Internet Movie Database, of course

Suburbia (1984) - My Rating: {>>>-} (Sweet, like Trogdor is sweet!)

Please note that this review is laden with spoilers.

The first time I saw this movie was when I was nineteen years old and living in Colorado Springs. I had been hanging out with some punk guys on a pretty regular basis. Of course they all lived with their parents, and none of them had bands, so they weren't really all that "punk" anyway, but they did all have dumb hair. They talked about this movie all the time. I don't think I had been hanging out with them for more than a week before we rented it from the video store.

So when I saw this movie at the video store for a mere $2 I immediately snapped it up. It wasn’t even a former rental. The thing was still in shrink wrap. Unfortunately it wasn't a vintage 80s copy, it was a year 2000 re-release. Not that it really matters, but I like to snag the older style VHS tapes whenever possible. They are heavier than the new ones and feel moe substantial.

Body count:11. There are approximately seven dogs that are shot by rednecks. One baby is ripped apart by a dog. A security guard is stabbed in a club. A girl commits suicide, and a child is hit by a car. As long as you are counting dogs as bodies then this film beats many horror films in terms of body count.

Plot Outline: The movie starts out with a girl named Shiela running away from home. She is hitchhiking with a middle aged lady and the lady's young child. The car gets a flat tire. Soon we see everyone get out of the car and go to a pay phone, where the small child gets ripped apart by wild dogs, while the mother is using the phone.

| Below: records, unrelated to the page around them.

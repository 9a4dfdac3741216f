//! Solid validation.
//!
//! Checks that an extruded relief is a closed, consistently wound
//! 2-manifold, which is what slicers need to print it.

use hashbrown::HashMap;
use relief_types::{IndexedMesh, MeshTopology};
use tracing::{debug, warn};

/// Result of solid validation.
#[derive(Debug, Clone, PartialEq)]
pub struct SolidValidation {
    /// Total vertex count.
    pub vertex_count: usize,
    /// Total face count.
    pub face_count: usize,
    /// Edges used by exactly one face.
    pub boundary_edge_count: usize,
    /// Edges used by more than two faces.
    pub non_manifold_edge_count: usize,
    /// Directed edges used twice in the same direction.
    pub inconsistent_edge_count: usize,
    /// Faces with a repeated vertex index.
    pub degenerate_face_count: usize,
    /// Signed volume in cubic millimeters.
    pub signed_volume: f64,
}

impl SolidValidation {
    /// No boundary edges.
    #[must_use]
    pub const fn is_watertight(&self) -> bool {
        self.boundary_edge_count == 0
    }

    /// No edge shared by more than two faces.
    #[must_use]
    pub const fn is_manifold(&self) -> bool {
        self.non_manifold_edge_count == 0
    }

    /// Every edge is traversed once in each direction.
    #[must_use]
    pub const fn has_consistent_winding(&self) -> bool {
        self.inconsistent_edge_count == 0
    }

    /// Closed, manifold, consistently wound and outward facing.
    #[must_use]
    pub fn is_printable(&self) -> bool {
        self.face_count > 0
            && self.is_watertight()
            && self.is_manifold()
            && self.has_consistent_winding()
            && self.degenerate_face_count == 0
            && self.signed_volume > 0.0
    }
}

impl std::fmt::Display for SolidValidation {
    fn fmt(&self, f: &mut std::fmt::Formatter<'_>) -> std::fmt::Result {
        let yes_no = |ok: bool| if ok { "yes" } else { "NO" };
        writeln!(f, "Solid Validation:")?;
        writeln!(f, "  Vertices: {}", self.vertex_count)?;
        writeln!(f, "  Faces: {}", self.face_count)?;
        writeln!(
            f,
            "  Watertight: {} (boundary edges: {})",
            yes_no(self.is_watertight()),
            self.boundary_edge_count
        )?;
        writeln!(
            f,
            "  Manifold: {} (non-manifold edges: {})",
            yes_no(self.is_manifold()),
            self.non_manifold_edge_count
        )?;
        writeln!(
            f,
            "  Consistent winding: {} (repeated directed edges: {})",
            yes_no(self.has_consistent_winding()),
            self.inconsistent_edge_count
        )?;
        writeln!(f, "  Volume: {:.3} mm^3", self.signed_volume)?;
        write!(f, "  Printable: {}", yes_no(self.is_printable()))
    }
}

/// Count boundary, non-manifold and misoriented edges of `mesh`.
///
/// # Example
///
/// ```
/// use relief_solid::validate_solid;
/// use relief_types::{IndexedMesh, Vertex};
///
/// let mut mesh = IndexedMesh::new();
/// for p in [[0.0, 0.0, 0.0], [1.0, 0.0, 0.0], [0.0, 1.0, 0.0]] {
///     mesh.push_vertex(Vertex::from(p));
/// }
/// mesh.faces.push([0, 1, 2]);
///
/// let report = validate_solid(&mesh);
/// assert_eq!(report.boundary_edge_count, 3);
/// assert!(!report.is_printable());
/// ```
#[must_use]
pub fn validate_solid(mesh: &IndexedMesh) -> SolidValidation {
    let mut undirected: HashMap<(u32, u32), usize> = HashMap::new();
    let mut directed: HashMap<(u32, u32), usize> = HashMap::new();
    let mut degenerate_face_count = 0;

    for [a, b, c] in mesh.faces() {
        if a == b || b == c || c == a {
            degenerate_face_count += 1;
            continue;
        }
        for (from, to) in [(a, b), (b, c), (c, a)] {
            *undirected.entry(normalize_edge(from, to)).or_insert(0) += 1;
            *directed.entry((from, to)).or_insert(0) += 1;
        }
    }

    let boundary_edge_count = undirected.values().filter(|&&n| n == 1).count();
    let non_manifold_edge_count = undirected.values().filter(|&&n| n > 2).count();
    let inconsistent_edge_count = directed.values().filter(|&&n| n > 1).count();

    let report = SolidValidation {
        vertex_count: mesh.vertex_count(),
        face_count: mesh.face_count(),
        boundary_edge_count,
        non_manifold_edge_count,
        inconsistent_edge_count,
        degenerate_face_count,
        signed_volume: mesh.signed_volume(),
    };

    if report.is_printable() {
        debug!(faces = report.face_count, "Solid is closed and manifold");
    } else {
        warn!(
            boundary = report.boundary_edge_count,
            non_manifold = report.non_manifold_edge_count,
            inconsistent = report.inconsistent_edge_count,
            degenerate = report.degenerate_face_count,
            "Solid failed validation"
        );
    }
    report
}

const fn normalize_edge(a: u32, b: u32) -> (u32, u32) {
    if a < b { (a, b) } else { (b, a) }
}
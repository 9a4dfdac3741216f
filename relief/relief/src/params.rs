//! Parameters for a complete relief run.

use relief_export::{ExportOptions, PrintSettings};
use relief_height::HeightParams;
use relief_palette::PalettePattern;
use relief_solid::{ExtrusionParams, SurfaceParams};
use tracing::warn;

/// Smallest accepted grid resolution.
pub const MIN_RESOLUTION: u32 = 50;

/// Largest accepted grid resolution.
pub const MAX_RESOLUTION: u32 = 800;

/// Everything that shapes a relief, from palette to print file.
#[derive(Debug, Clone, PartialEq)]
pub struct ReliefParams {
    /// How the layer stack is derived from the image. Default: dominant colors
    pub pattern: PalettePattern,

    /// Height mapping. Default: palette distance, 2 mm
    pub height: HeightParams,

    /// Vertices along the longer image axis, clamped to [50, 800]. Default: 200
    pub resolution: u32,

    /// Longer side of the model in millimeters. Default: 100
    pub max_dimension_mm: f64,

    /// Distance under which cap vertices merge. Default: 1e-3 mm
    pub dedup_tolerance_mm: f64,

    /// Layer heights and base thickness.
    pub print: PrintSettings,

    /// Output options.
    pub export: ExportOptions,
}

impl Default for ReliefParams {
    fn default() -> Self {
        Self {
            pattern: PalettePattern::default(),
            height: HeightParams::default(),
            resolution: 200,
            max_dimension_mm: 100.0,
            dedup_tolerance_mm: ExtrusionParams::default().dedup_tolerance_mm,
            print: PrintSettings::default(),
            export: ExportOptions::default(),
        }
    }
}

impl ReliefParams {
    /// Quick preview: the coarsest grid.
    #[must_use]
    pub fn preview() -> Self {
        Self {
            resolution: MIN_RESOLUTION,
            ..Self::default()
        }
    }

    /// Set the grid resolution, clamped to the accepted range.
    #[must_use]
    pub fn with_resolution(mut self, resolution: u32) -> Self {
        self.resolution = clamp_resolution(resolution);
        self
    }

    /// Set the palette pattern.
    #[must_use]
    pub fn with_pattern(mut self, pattern: PalettePattern) -> Self {
        self.pattern = pattern;
        self
    }

    /// Set the height parameters.
    #[must_use]
    pub fn with_height(mut self, height: HeightParams) -> Self {
        self.height = height;
        self
    }

    /// Set the print settings.
    #[must_use]
    pub fn with_print(mut self, print: PrintSettings) -> Self {
        self.print = print;
        self
    }

    /// Snap heights to the print layer height, previewing the printed steps.
    #[must_use]
    pub fn stepped(mut self) -> Self {
        self.height = self.height.with_stepped(self.print.layer_height_mm);
        self
    }

    /// Resolution actually used, clamped to [50, 800].
    #[must_use]
    pub fn effective_resolution(&self) -> u32 {
        clamp_resolution(self.resolution)
    }

    pub(crate) fn surface(&self) -> SurfaceParams {
        SurfaceParams::with_resolution(self.effective_resolution())
            .max_dimension(self.max_dimension_mm)
    }

    pub(crate) fn extrusion(&self) -> ExtrusionParams {
        ExtrusionParams::with_base_thickness(self.print.base_thickness_mm)
            .dedup_tolerance(self.dedup_tolerance_mm)
    }

    /// Print settings with the model height taken from the height params.
    #[must_use]
    pub fn print_settings(&self) -> PrintSettings {
        self.print.model_height(self.height.max_height_mm)
    }
}

fn clamp_resolution(resolution: u32) -> u32 {
    let clamped = resolution.clamp(MIN_RESOLUTION, MAX_RESOLUTION);
    if clamped != resolution {
        warn!(
            requested = resolution,
            used = clamped,
            "Resolution out of range, clamped"
        );
    }
    clamped
}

Then we jump over to the story of Evan. Evan's alcoholic mother comes home and starts giving him grief about drinking her vodka (they never actually establish if he did it or not). She goes off on him for a little while. Evan decides to run away, so he says goodbye to his little brother and leaves.

Evan does what all homeless kids do, he heads off to a punk rock club to watch DI do a live show. Someone offers to sell him drugs, which he refuses, but they spike his drink with something anyway. Meanwhile one of the skinheads in the audience decides it would be a good idea to completely rip some poor girls clothes off of her body, underwear and all. The poor girl screams and cries, but no one will help her. Some real tool is operating the spotlight, and he aims it right for her. Eventually the band stops their song and starts yelling at the crowd about what they are doing. Even after the music stops no one will step in, so the owner closes the club down for the night.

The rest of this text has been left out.